The rupee had a forgettable fortnight, breaching by a wide margin, the psychologically crucial level of 50 per US dollar. Declining on all days except one, the INR fell as much as 4.5 per cent during the fortnight and is currently at its 32-month low of 51.34 against the dollar. This is within striking distance of its all-time low (Rs 51.97) against the greenback, seen during March 2009. The sharp decline in the currency could aggravate inflationary pressure by pegging up the cost of imported goods including crude oil.

Ongoing jitters about the debt crisis in Europe and increasing concerns on the domestic economic front accelerated the ongoing ‘flight to dollar safety'.

Europe continued to occupy centre-stage in the currency markets with sentiments see-sawing on whether the debt crisis there would ease or escalate.

The change of leadership in Greece and Italy raised hopes that strict fiscal austerity measures would get pushed through in those countries.
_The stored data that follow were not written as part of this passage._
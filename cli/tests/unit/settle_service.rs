//! Unit tests for `start --wait` / `stop --wait` settling.

#![allow(clippy::expect_used, clippy::unwrap_used)]

use std::time::Duration;

use switchboard_cli::application::services::settle::wait_until_settled;
use switchboard_cli::application::{DispatchOutcome, Engine, EngineSettings};
use switchboard_cli::domain::instance::{Action, InstanceId};

use crate::mocks::{RecordingCommand, RecordingReporter, ScriptedQuery, raw};

fn engine(query: &ScriptedQuery) -> Engine<ScriptedQuery, RecordingCommand> {
    Engine::new(
        query.clone(),
        RecordingCommand::new(),
        EngineSettings {
            tracked: vec![InstanceId::from("i-1")],
            poll_interval: Duration::from_millis(500),
        },
    )
}

#[tokio::test(start_paused = true)]
async fn test_wait_returns_once_target_reached() {
    let query = ScriptedQuery::new()
        .then_ok(vec![raw("i-1", "stopped")])
        .then_ok(vec![raw("i-1", "stopped")])
        .then_ok(vec![raw("i-1", "pending")])
        .then_ok(vec![raw("i-1", "running")]);
    let engine = engine(&query);
    let reporter = RecordingReporter::default();
    let id = InstanceId::from("i-1");

    engine.poll().await;
    assert_eq!(engine.dispatch(&id, Action::Start).await, DispatchOutcome::Sent);

    let settled = wait_until_settled(&engine, &id, Action::Start, Duration::from_secs(60), &reporter)
        .await
        .expect("settles");

    assert_eq!(settled.raw_state(), "running");
    assert_eq!(query.call_count(), 4);
    let steps = reporter.steps.lock().unwrap().clone();
    assert_eq!(steps, vec!["i-1: stopped", "i-1: pending", "i-1: running"]);
}

#[tokio::test(start_paused = true)]
async fn test_wait_times_out() {
    let query = ScriptedQuery::new().then_ok(vec![raw("i-1", "stopping")]);
    let engine = engine(&query);
    let id = InstanceId::from("i-1");
    engine.poll().await;

    let err = wait_until_settled(
        &engine,
        &id,
        Action::Stop,
        Duration::from_secs(3),
        &RecordingReporter::default(),
    )
    .await
    .expect_err("never settles");

    let message = err.to_string();
    assert!(message.contains("did not reach stopped"), "{message}");
    assert!(message.contains("last state: stopping"), "{message}");
}

#[tokio::test(start_paused = true)]
async fn test_wait_fails_on_termination() {
    let query = ScriptedQuery::new()
        .then_ok(vec![raw("i-1", "running")])
        .then_ok(vec![raw("i-1", "shutting-down")])
        .then_ok(vec![raw("i-1", "terminated")]);
    let engine = engine(&query);
    let id = InstanceId::from("i-1");
    engine.poll().await;

    let err = wait_until_settled(
        &engine,
        &id,
        Action::Stop,
        Duration::from_secs(60),
        &RecordingReporter::default(),
    )
    .await
    .expect_err("terminated");

    assert!(err.to_string().contains("terminated"));
}

#[tokio::test(start_paused = true)]
async fn test_wait_retries_failed_polls_with_a_warning() {
    let query = ScriptedQuery::new()
        .then_ok(vec![raw("i-1", "pending")])
        .then_err("throttled")
        .then_ok(vec![raw("i-1", "running")]);
    let engine = engine(&query);
    let reporter = RecordingReporter::default();
    let id = InstanceId::from("i-1");
    engine.poll().await;

    let settled = wait_until_settled(&engine, &id, Action::Start, Duration::from_secs(60), &reporter)
        .await
        .expect("settles");

    assert_eq!(settled.raw_state(), "running");
    assert_eq!(reporter.warnings.lock().unwrap().len(), 1);
    assert!(engine.error().is_some(), "poll error stays until dismissed");
}

#[tokio::test(start_paused = true)]
async fn test_wait_fails_when_instance_unknown() {
    let query = ScriptedQuery::new().then_ok(vec![]);
    let engine = engine(&query);

    let err = wait_until_settled(
        &engine,
        &InstanceId::from("i-1"),
        Action::Start,
        Duration::from_secs(60),
        &RecordingReporter::default(),
    )
    .await
    .expect_err("unknown instance");

    assert!(err.to_string().contains("was not found"));
}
However, later, there were renewed concerns about the debt crisis deteriorating with the auction of Italian and Spanish bonds reportedly not going as well as expected, and the European Central bank having to step in to fill the gap . Consequently, the Euro ended almost 2 per cent lower against the dollar over the last fortnight, and currently yields $1.35 compared with $1.38 on November 4.

Macro woes

However, heightened domestic concerns in India translated into the rupee losing sharply against the euro too.

The rupee, in fact weakened against most major currencies, with the Euro currently yielding Rs 69.43, more than 2 per cent higher from a fortnight ago.

On the domestic front, latest inflation numbers which were still uncomfortably high, dismal industrial growth numbers (lowest in two years), and a disappointing earnings season which saw a sharp decline in India Inc's profits contributed to investor gloom.

The Sensex fell around 7 per cent over the past two weeks, and FIIs were net sellers to the tune of around Rs 700 crore.

There were also reports of importers buying large quantums of dollars to meet their obligations.

Besides, there were increasing doubts about the Government being able to meet its disinvestment and deficit targets this fiscal. All these factors seem to have contributed to the rupee's pain.

Also, comments by the RBI Deputy Governor, Dr. Subir Gokarn, last Thursday that the central bank would intervene in the forex markets only to check volatility and not to fix rates, further weakened market sentiment against the INR.

In fact, the sharpest drop in the rupee came last Friday (the rupee fell almost 1 per cent against the dollar and breached the 51 mark).

Calls for intervention by the RBI to stem the rupee's fall have been getting louder.

It remains to be seen if and when the central bank will intervene. One factor which may help the rupee in the days ahead is the Government's decision to allow FIIs to invest $5 billion more in government securities and corporate bonds.